The March on Washington documentary connects the 2020 march, led by Rev. Al Sharpton, last summer’s outpouring of activism, which took place despite the risks and restrictions of the coronavirus pandemic, and the 1963 March on Washington, when King gave his immortal I Have a Dream speech.

I was a producer of the film, and while working with the director, Marquis Daisy, we were struck by the way past themes of injustice and disenfranchisement are manifested in a new form today. The footage of past lynchings and beatings was hard enough to watch, even before getting to modern videos of Black people such as Sandra Bland, Laquan McDonald and Philando Castile being accosted or shot to death. At times we questioned whether the total of all these graphic images was too much for viewers to handle, but Daisy came to the conclusion that we could not shy away from them. “That history may be uncomfortable, but we have to recognize it,” he said. “Understanding this history is what has moved America forward, and I hope this film will help continue to push us along that path.”
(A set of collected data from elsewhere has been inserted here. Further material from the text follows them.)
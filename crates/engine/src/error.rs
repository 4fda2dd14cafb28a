//! Error types surfaced by the engine.

use crate::world::position::BlockPos;

/// Failures while decoding (or, rarely, encoding) persisted region data.
#[derive(Debug, thiserror::Error)]
pub enum FormatError {
    #[error("unexpected end of data: needed {needed} bytes, {remaining} remaining")]
    UnexpectedEof { needed: usize, remaining: usize },

    #[error("negative length {0} in stream")]
    NegativeLength(i32),

    #[error("invalid UTF-8 in block name")]
    InvalidName(#[from] std::string::FromUtf8Error),

    #[error("section palette holds {0} entries, at most 4096 allowed")]
    PaletteTooLarge(usize),

    #[error("bits per entry {0} out of range")]
    BitsPerEntry(u16),

    #[error("palette index {index} out of range for palette of {len}")]
    PaletteIndex { index: usize, len: usize },

    #[error("stream holds {found} sections, world expects {expected}")]
    SectionCount { found: i32, expected: usize },

    #[error("entity record at {pos:?}: {source}")]
    Record {
        pos: BlockPos,
        #[source]
        source: fastnbt::error::Error,
    },
}

/// Why a block could not be placed through [`crate::world::World::place_block`].
#[derive(Debug, thiserror::Error)]
pub enum PlaceError {
    #[error("placement at {0:?} denied by the host")]
    Denied(BlockPos),

    #[error("{0:?} is outside the world's height")]
    OutOfBounds(BlockPos),

    #[error("{0:?} is already occupied")]
    Occupied(BlockPos),

    #[error("tile entity at {pos:?} failed to construct: {cause:#}")]
    Construct { pos: BlockPos, cause: anyhow::Error },
}
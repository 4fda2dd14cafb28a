use std::cell::RefCell;
use std::collections::HashMap;
use std::sync::atomic::{AtomicBool, AtomicU64, Ordering};
use std::sync::Arc;

use bytes::{Buf, BufMut, BytesMut};
use parking_lot::{ReentrantMutex, RwLock};
use rand::Rng;
use tokio::runtime::Handle;

use super::block::{BlockState, BlockStateRegistry};
use super::compound::Compound;
use super::entity::{ForeignEntity, ForeignEntityRegistry, NativeEntity};
use super::format::{self, PresenceMask};
use super::position::{BlockPos, ChunkPos, WorldBounds};
use super::section::{RegionSection, SectionRead};
use crate::error::FormatError;
use crate::host::Host;
use crate::sched::cancel::CancelToken;
use crate::sched::clock::{SyncClock, SyncTaskId};
use crate::sched::ticker;

/// Everything a region chunk needs from its surroundings. Shared by all
/// chunks of a world.
pub struct RegionContext {
    pub registry: Arc<BlockStateRegistry>,
    pub foreign_types: Arc<ForeignEntityRegistry>,
    pub host: Arc<dyn Host>,
    pub clock: Arc<SyncClock>,
    /// Worker pool for async tickers.
    pub runtime: Handle,
    pub bounds: WorldBounds,
}

impl RegionContext {
    /// A context with a fresh [`SyncClock`].
    pub fn new(
        registry: Arc<BlockStateRegistry>,
        foreign_types: Arc<ForeignEntityRegistry>,
        host: Arc<dyn Host>,
        runtime: Handle,
        bounds: WorldBounds,
    ) -> Arc<Self> {
        Arc::new(Self {
            registry,
            foreign_types,
            host,
            clock: Arc::new(SyncClock::new()),
            runtime,
            bounds,
        })
    }
}

/// Whether an entity with `rate` sync ticks per 20 host ticks is due on
/// chunk tick `tick`. Rate 20 ticks every tick, 0 never.
pub fn sync_tick_due(rate: u32, tick: u64) -> bool {
    let rate = rate.min(20);
    if rate == 0 {
        return false;
    }
    match 20 - rate {
        0 => true,
        interval => tick % interval as u64 == 0,
    }
}

/// Structural state, guarded by the chunk lock.
#[derive(Default)]
struct ChunkState {
    foreign_data: HashMap<BlockPos, Compound>,
    native_data: HashMap<BlockPos, Compound>,
    foreign: HashMap<BlockPos, Arc<dyn ForeignEntity>>,
    native: HashMap<BlockPos, Arc<dyn NativeEntity>>,
    /// Present exactly while the chunk is enabled.
    ticking: Option<Ticking>,
}

struct Ticking {
    sync_task: SyncTaskId,
    group: CancelToken,
    tickers: HashMap<BlockPos, CancelToken>,
}

/// An entity whose enable hook ran without a matching disable hook yet.
struct Hooked {
    entity: Arc<dyn NativeEntity>,
    ticker: CancelToken,
}

enum HookChange {
    Enable(Arc<dyn NativeEntity>, CancelToken),
    Disable { entity: Arc<dyn NativeEntity>, unloading: bool },
}

/// One 16-wide column of the world: voxel sections plus the tile entities
/// standing in it.
///
/// Each section has its own lock; the entity maps, persisted records and
/// ticking state share one task-fair lock. Entity hooks are called without
/// holding the chunk lock (model hooks excepted), so hooks may call back into
/// the chunk. Enable and disable hooks are additionally serialized by a
/// reentrant lifecycle lock, so each entity's hooks strictly alternate and
/// the last one always matches the chunk's final state.
pub struct RegionChunk {
    pos: ChunkPos,
    ctx: Arc<RegionContext>,
    sections: Box<[RegionSection]>,
    state: RwLock<ChunkState>,
    enabled: AtomicBool,
    /// Lifecycle lock over the entities whose hooks are enabled.
    hooked: ReentrantMutex<RefCell<HashMap<BlockPos, Hooked>>>,
    hooks_pending: AtomicBool,
    tick: AtomicU64,
}
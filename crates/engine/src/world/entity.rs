//! Tile entities stored in a [`RegionChunk`](super::chunk::RegionChunk).
//!
//! *Native* entities are devices authored by this system: they are ticked on
//! both clocks and persisted. *Foreign* entities wrap host-owned devices
//! (chests, furnaces, ...) so networks can talk to them; they are tracked by
//! presence only and never ticked.

use std::collections::HashMap;
use std::sync::Arc;

use super::block::BlockState;
use super::compound::Compound;
use super::position::BlockPos;

/// A stateful device owned by this system.
///
/// Entities are shared between the sync tick, the async ticker and network
/// code, so all mutable state lives behind interior mutability.
pub trait NativeEntity: Send + Sync + 'static {
    fn pos(&self) -> BlockPos;

    fn block_state(&self) -> BlockState;

    /// Called whenever the voxel under this entity is replaced by another
    /// present state.
    fn set_block_state(&self, state: BlockState);

    /// Serialize the current in-memory state into a persisted record.
    fn save_data(&self) -> Compound;

    fn handle_enable(&self) {}

    /// `unloading` is set when the chunk is being disabled as a whole, and
    /// clear when this entity alone was removed or replaced.
    fn handle_disable(&self, _unloading: bool) {}

    fn handle_tick(&self) -> anyhow::Result<()> {
        Ok(())
    }

    /// Runs on the worker pool; never interrupted once started.
    fn handle_async_tick(&self) -> anyhow::Result<()> {
        Ok(())
    }

    fn sync_tick_rate(&self) -> u32 {
        self.block_state().block().sync_tick_rate()
    }

    fn async_tick_rate(&self) -> f64 {
        self.block_state().block().async_tick_rate()
    }
}

/// A thin wrapper over a host-owned device.
pub trait ForeignEntity: Send + Sync + 'static {
    fn pos(&self) -> BlockPos;

    /// Constructor key, stored under [`Compound::TYPE_KEY`].
    fn kind(&self) -> &str;

    fn save_data(&self) -> Compound;

    fn handle_initialized(&self) {}

    fn handle_removed(&self, _unload: bool) {}
}

pub type ForeignEntityCtor = Arc<dyn Fn(BlockPos, Compound) -> anyhow::Result<Arc<dyn ForeignEntity>> + Send + Sync>;

/// Type-keyed constructors for foreign entities.
#[derive(Default)]
pub struct ForeignEntityRegistry {
    ctors: HashMap<String, ForeignEntityCtor>,
}

impl ForeignEntityRegistry {
    pub fn new() -> Self {
        Self::default()
    }

    pub fn register(
        &mut self,
        kind: impl Into<String>,
        ctor: impl Fn(BlockPos, Compound) -> anyhow::Result<Arc<dyn ForeignEntity>> + Send + Sync + 'static,
    ) {
        self.ctors.insert(kind.into(), Arc::new(ctor));
    }

    pub fn has(&self, kind: &str) -> bool {
        self.ctors.contains_key(kind)
    }

    /// Rebuild a foreign entity from its persisted record.
    pub fn construct(&self, pos: BlockPos, data: Compound) -> anyhow::Result<Arc<dyn ForeignEntity>> {
        let kind = data
            .kind()
            .ok_or_else(|| anyhow::anyhow!("record has no type"))?;
        let ctor = self
            .ctors
            .get(kind)
            .ok_or_else(|| anyhow::anyhow!("unknown foreign entity type {kind}"))?;
        ctor(pos, data)
    }
}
While the stated purpose of the 1963 March on Washington was “jobs and freedom,” and the major policy goal was to pressure Congress and President Lyndon B. Johnson to enact what would become the landmark Civil Rights Act of 1964, images of Black suffering and death helped create the momentum for the march to happen.

Protesters surround the Martin Luther King, Jr. Memorial during the 57th anniversary of the March on Washington on Aug. 28, 2020, in Washington.
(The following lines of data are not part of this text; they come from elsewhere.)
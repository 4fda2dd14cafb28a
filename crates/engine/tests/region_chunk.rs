//! Region chunk behavior: voxel storage, entity lifecycle on both clocks,
//! persistence and concurrent access.

use std::collections::HashMap;
use std::sync::atomic::{AtomicBool, AtomicU32, AtomicU64, Ordering};
use std::sync::{Arc, Mutex, mpsc};
use std::time::Duration;

use bytes::BytesMut;
use rand::rngs::StdRng;
use rand::{Rng, SeedableRng};
use tokio::runtime::{Handle, Runtime};
use voxtile_engine::error::FormatError;
use voxtile_engine::host::Host;
use voxtile_engine::world::block::{Block, BlockState, BlockStateRegistry, SimpleBlock};
use voxtile_engine::world::chunk::{RegionChunk, RegionContext, sync_tick_due};
use voxtile_engine::world::compound::Compound;
use voxtile_engine::world::entity::{ForeignEntity, ForeignEntityRegistry, NativeEntity};
use voxtile_engine::world::position::{BlockPos, ChunkPos, WorldBounds};

// ---------------------------------------------------------------------------
// Fixtures
// ---------------------------------------------------------------------------

struct TestHost {
    random_tick_speed: u32,
}

impl Host for TestHost {
    fn random_tick_speed(&self) -> u32 {
        self.random_tick_speed
    }
}

/// A block whose tile entity counts everything that happens to it.
struct CounterBlock {
    id: String,
    sync_rate: u32,
    async_rate: f64,
}

impl Block for CounterBlock {
    fn id(&self) -> &str {
        &self.id
    }

    fn create_tile_entity(
        &self,
        pos: BlockPos,
        state: &BlockState,
        data: Compound,
    ) -> Option<anyhow::Result<Arc<dyn NativeEntity>>> {
        if data.contains("broken") {
            return Some(Err(anyhow::anyhow!("broken record")));
        }
        let counter = Counter::new(pos, state.clone());
        counter.value.store(data.get_i64("value").unwrap_or(0) as u64, Ordering::SeqCst);
        Some(Ok(counter))
    }

    fn sync_tick_rate(&self) -> u32 {
        self.sync_rate
    }

    fn async_tick_rate(&self) -> f64 {
        self.async_rate
    }
}

/// Records every random tick it receives.
struct OreBlock {
    hits: Mutex<Vec<BlockPos>>,
}

impl Block for OreBlock {
    fn id(&self) -> &str {
        "test:ore"
    }

    fn handle_random_tick(&self, pos: BlockPos, _state: &BlockState) -> anyhow::Result<()> {
        self.hits.lock().unwrap().push(pos);
        Ok(())
    }
}

struct Counter {
    pos: BlockPos,
    state: Mutex<BlockState>,
    value: AtomicU64,
    ticks: AtomicU64,
    async_ticks: AtomicU64,
    enables: AtomicU32,
    disables: AtomicU32,
    /// Disables caused by the whole chunk going away.
    unloads: AtomicU32,
}

impl Counter {
    fn new(pos: BlockPos, state: BlockState) -> Arc<Self> {
        Arc::new(Self {
            pos,
            state: Mutex::new(state),
            value: AtomicU64::new(0),
            ticks: AtomicU64::new(0),
            async_ticks: AtomicU64::new(0),
            enables: AtomicU32::new(0),
            disables: AtomicU32::new(0),
            unloads: AtomicU32::new(0),
        })
    }
}
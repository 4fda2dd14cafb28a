use std::sync::atomic::{AtomicU64, Ordering};
use std::sync::Arc;

use super::pool::{Holder, Pool, PoolDistributor};
use super::resource::{Distributor, NetworkKind, ResourceNetwork};
use super::{ChannelId, NetworkEndPoint, NetworkType};
use crate::world::position::BlockFace;

/// A bounded energy buffer.
#[derive(Debug)]
pub struct EnergyStore {
    capacity: u64,
    energy: AtomicU64,
}

impl EnergyStore {
    pub fn new(capacity: u64) -> Self {
        Self {
            capacity,
            energy: AtomicU64::new(0),
        }
    }

    pub fn capacity(&self) -> u64 {
        self.capacity
    }

    pub fn set(&self, energy: u64) {
        self.energy.store(energy.min(self.capacity), Ordering::Release);
    }
}

impl Pool for EnergyStore {
    type Content = ();

    fn content(&self) -> Option<()> {
        (self.amount() > 0).then_some(())
    }

    fn amount(&self) -> u64 {
        self.energy.load(Ordering::Acquire)
    }

    fn space_for(&self, _: ()) -> u64 {
        self.capacity.saturating_sub(self.amount())
    }

    fn extract(&self, max: u64) -> u64 {
        let previous = self
            .energy
            .fetch_update(Ordering::AcqRel, Ordering::Acquire, |e| Some(e - e.min(max)))
            .unwrap_or_else(|e| e);
        previous.min(max)
    }

    fn insert(&self, _: (), amount: u64) -> u64 {
        let capacity = self.capacity;
        let previous = self
            .energy
            .fetch_update(Ordering::AcqRel, Ordering::Acquire, |e| {
                Some(e + amount.min(capacity.saturating_sub(e)))
            })
            .unwrap_or_else(|e| e);
        amount.min(capacity.saturating_sub(previous))
    }
}

pub type EnergyHolder = Holder<EnergyStore>;

pub struct EnergyKind;

impl NetworkKind for EnergyKind {
    const TYPE: NetworkType = NetworkType::Energy;
    type Holder = EnergyHolder;

    fn holder(endpoint: &dyn NetworkEndPoint) -> Option<Arc<EnergyHolder>> {
        endpoint.energy_holder()
    }

    fn channels(holder: &EnergyHolder) -> Vec<(BlockFace, ChannelId)> {
        holder.channels()
    }

    fn distributor(members: &[(Arc<EnergyHolder>, BlockFace)]) -> Box<dyn Distributor> {
        Box::new(PoolDistributor::new(members))
    }
}

pub type EnergyNetwork = ResourceNetwork<EnergyKind>;

#[cfg(test)]
mod tests {
    use super::*;

    #[test]
    fn store_is_bounded() {
        let store = EnergyStore::new(100);
        assert_eq!(store.insert((), 70), 70);
        assert_eq!(store.insert((), 70), 30);
        assert_eq!(store.extract(40), 40);
        assert_eq!(store.amount(), 60);
        assert_eq!(store.extract(100), 60);
        assert_eq!(store.content(), None);
    }
}
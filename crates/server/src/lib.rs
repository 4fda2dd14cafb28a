//! Standalone host for the voxtile device engine.

pub mod block;
pub mod config;
pub mod foreign;
pub mod host;
pub mod metrics;
pub mod persistence;
pub mod server;
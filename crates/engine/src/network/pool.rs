//! Storage shared by the fluid and energy networks: a [`Pool`] of some
//! resource, a per-face [`Holder`] exposing pools to a network, and the
//! [`PoolDistributor`] moving resources between holders of one channel.

use std::collections::HashMap;
use std::fmt;
use std::sync::Arc;

use super::resource::Distributor;
use super::{ChannelId, ConnectionType};
use crate::world::position::BlockFace;

/// A thread-safe store of a single resource.
pub trait Pool: Send + Sync + 'static {
    /// What kind of resource is stored (e.g. a fluid type). `()` for
    /// resources without variants.
    type Content: Copy + PartialEq + Send + Sync + fmt::Debug;

    /// The stored content, `None` while empty.
    fn content(&self) -> Option<Self::Content>;

    fn amount(&self) -> u64;

    /// Room left for `content`; 0 if incompatible with what is stored.
    fn space_for(&self, content: Self::Content) -> u64;

    /// Remove up to `max`, returning the amount removed.
    fn extract(&self, max: u64) -> u64;

    /// Add up to `amount` of `content`, returning the amount accepted.
    fn insert(&self, content: Self::Content, amount: u64) -> u64;
}

pub struct HolderFace<P> {
    pub pool: Arc<P>,
    pub connection: ConnectionType,
    pub channel: ChannelId,
}

/// Per-face view of an endpoint's pools: which pool each face reaches, in
/// which direction, and on which channel.
pub struct Holder<P: Pool> {
    faces: HashMap<BlockFace, HolderFace<P>>,
}

impl<P: Pool> Holder<P> {
    pub fn new() -> Self {
        Self {
            faces: HashMap::new(),
        }
    }

    /// Every face exposes `pool` with `connection` on channel 0.
    pub fn uniform(pool: &Arc<P>, connection: ConnectionType) -> Self {
        BlockFace::ALL
            .into_iter()
            .fold(Self::new(), |holder, face| holder.with_face(face, pool, connection, 0))
    }

    pub fn with_face(
        mut self,
        face: BlockFace,
        pool: &Arc<P>,
        connection: ConnectionType,
        channel: ChannelId,
    ) -> Self {
        self.faces.insert(
            face,
            HolderFace {
                pool: Arc::clone(pool),
                connection,
                channel,
            },
        );
        self
    }

    pub fn face(&self, face: BlockFace) -> Option<&HolderFace<P>> {
        self.faces.get(&face)
    }

    pub fn connection(&self, face: BlockFace) -> ConnectionType {
        self.faces.get(&face).map_or(ConnectionType::None, |f| f.connection)
    }

    /// Connected faces with their channel assignment.
    pub fn channels(&self) -> Vec<(BlockFace, ChannelId)> {
        self.faces
            .iter()
            .filter(|(_, f)| f.connection != ConnectionType::None)
            .map(|(face, f)| (*face, f.channel))
            .collect()
    }
}

impl<P: Pool> Default for Holder<P> {
    fn default() -> Self {
        Self::new()
    }
}

/// Upper bound on redistribution passes per call.
const MAX_ROUNDS: usize = 8;

/// Splits each source's outflow evenly over the compatible targets of its
/// channel, spending at most the given budget.
pub struct PoolDistributor<P: Pool> {
    sources: Vec<(Arc<P>, ConnectionType)>,
    targets: Vec<(Arc<P>, ConnectionType)>,
}

impl<P: Pool> PoolDistributor<P> {
    pub fn new(members: &[(Arc<Holder<P>>, BlockFace)]) -> Self {
        let mut sources: Vec<(Arc<P>, ConnectionType)> = Vec::new();
        let mut targets: Vec<(Arc<P>, ConnectionType)> = Vec::new();
        for (holder, face) in members {
            let Some(face) = holder.face(*face) else {
                continue;
            };
            if face.connection.can_extract() && !sources.iter().any(|(p, _)| Arc::ptr_eq(p, &face.pool)) {
                sources.push((Arc::clone(&face.pool), face.connection));
            }
            if face.connection.can_insert() && !targets.iter().any(|(p, _)| Arc::ptr_eq(p, &face.pool)) {
                targets.push((Arc::clone(&face.pool), face.connection));
            }
        }
        Self { sources, targets }
    }

    fn move_round(&self, left: &mut u64) -> u64 {
        let mut moved = 0;
        for (source, source_connection) in &self.sources {
            if *left == 0 {
                break;
            }
            let Some(content) = source.content() else {
                continue;
            };
            let available = source.amount().min(*left);
            if available == 0 {
                continue;
            }

            let targets: Vec<&Arc<P>> = self
                .targets
                .iter()
                .filter(|(target, connection)| {
                    !Arc::ptr_eq(target, source)
                        && !(*connection == ConnectionType::Buffer && *source_connection == ConnectionType::Buffer)
                        && target.space_for(content) > 0
                })
                .map(|(target, _)| target)
                .collect();
            if targets.is_empty() {
                continue;
            }

            let share = (available / targets.len() as u64).max(1);
            for target in targets {
                let amount = share.min(*left).min(target.space_for(content));
                if amount == 0 {
                    continue;
                }
                let taken = source.extract(amount);
                if taken == 0 {
                    break;
                }
                let accepted = target.insert(content, taken);
                if accepted < taken {
                    source.insert(content, taken - accepted);
                }
                *left -= accepted;
                moved += accepted;
            }
        }
        moved
    }
}

impl<P: Pool> Distributor for PoolDistributor<P> {
    fn distribute(&mut self, budget: u64) -> u64 {
        let mut left = budget;
        for _ in 0..MAX_ROUNDS {
            if left == 0 || self.move_round(&mut left) == 0 {
                break;
            }
        }
        left
    }
}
Erin Lefevre/NurPhoto via Getty Images

From photos of the gruesomely disfigured face of Emmett Till, the 14-year-old boy killed for talking to a white woman to television footage of fire hoses turned on peaceful Black protesters in Birmingham, consciences were shocked worldwide. “These very brutal images … made it possible for the movement to go forward,” Mary Frances Berry, a University of Pennsylvania history professor, said in the film. Berry, a former chair of the U.S. Commission on Civil Rights, was speaking of what the world saw in Birmingham, but her statement also applied to the summer of 2020 and video of the killings of Ahmaud Arbery and Floyd, which inspired another march.

A theme of vigilantism runs against the story of Black progress. There is a through line from the white men who were acquitted of all charges in the killing of Till in 1955 to the white men who shot Arbery and were not charged by local authorities until after a national outcry. For every Black milestone, there is a Black tragedy: Four little girls killed in the Birmingham church bombing after the 1963 March on Washington; Trayvon Martin gunned down after the election of President Barack Obama.
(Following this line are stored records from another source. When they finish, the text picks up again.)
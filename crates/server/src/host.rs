//! A self-contained [`Host`]: the server plays the role of the game that
//! owns the world, so it also keeps the list of host-owned devices
//! (chests, cauldrons) that foreign entities mirror.

use std::collections::HashMap;

use dashmap::{DashMap, DashSet};
use voxtile_engine::host::{Host, HostBlockEntity};
use voxtile_engine::world::position::{BlockPos, ChunkPos};

use crate::config::Config;

pub struct StandaloneHost {
    /// Configured ticks per second, not the measured rate.
    tick_rate: f64,
    random_tick_speed: u32,
    block_entities: DashMap<ChunkPos, HashMap<BlockPos, String>>,
    protected: DashSet<BlockPos>,
}

impl StandaloneHost {
    pub fn new(config: &Config) -> Self {
        Self {
            tick_rate: config.tick_rate,
            random_tick_speed: config.random_tick_speed,
            block_entities: DashMap::new(),
            protected: DashSet::new(),
        }
    }

    /// Register a host-owned device of type `kind` at `pos`.
    pub fn add_block_entity(&self, pos: BlockPos, kind: impl Into<String>) {
        self.block_entities
            .entry(pos.chunk())
            .or_default()
            .insert(pos, kind.into());
    }

    pub fn remove_block_entity(&self, pos: BlockPos) -> Option<String> {
        let mut entities = self.block_entities.get_mut(&pos.chunk())?;
        entities.remove(&pos)
    }

    /// Deny placement at `pos`.
    pub fn protect(&self, pos: BlockPos) {
        self.protected.insert(pos);
    }
}

impl Host for StandaloneHost {
    fn tick_rate(&self) -> f64 {
        self.tick_rate
    }

    fn random_tick_speed(&self) -> u32 {
        self.random_tick_speed
    }

    fn can_place(&self, pos: BlockPos) -> bool {
        !self.protected.contains(&pos)
    }

    fn block_entities(&self, chunk: ChunkPos) -> Vec<HostBlockEntity> {
        let Some(entities) = self.block_entities.get(&chunk) else {
            return Vec::new();
        };
        entities
            .iter()
            .map(|(pos, kind)| HostBlockEntity {
                pos: *pos,
                kind: kind.clone(),
            })
            .collect()
    }
}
Decades ago, the Ku Klux Klan seized extralegal authority to keep Black people in what they thought was their place. “It’s much like today,” Berry said in the film, “we talk about the ‘Karens’ who feel called upon when they see some Black person doing some routine thing that they think is out of the way or they shouldn’t be doing it, [and] take it upon themselves to impose a kind of order.”

The film covers the years between 1963 and 2020 by way of the war on drugs and mass incarceration. Starting with President Richard Nixon’s policies in the 1970s, then championed by presidents Ronald Reagan and Bill Clinton, these political strategies created an image of Black men as out-of-control criminals who deserved to be handcuffed, beaten, shot or killed. Is it any wonder, then, what happens to a Rodney King, or an Eric Garner, or a Breonna Taylor?

“The argument and the demand is that there has to be a greater accountability and acknowledgment of Black life,” author Wes Moore says in the film. “Whether we’re talking about the marches of the ’60s, or the marches that are taking place right now, that’s what the marches are about.”

America is a much different place today from when hundreds of thousands marched on Washington in 1963. Our country has been changed for the better by the faith, determination, hope, sacrifice and blood of countless people – and by the power of the images that laid bare all those truths.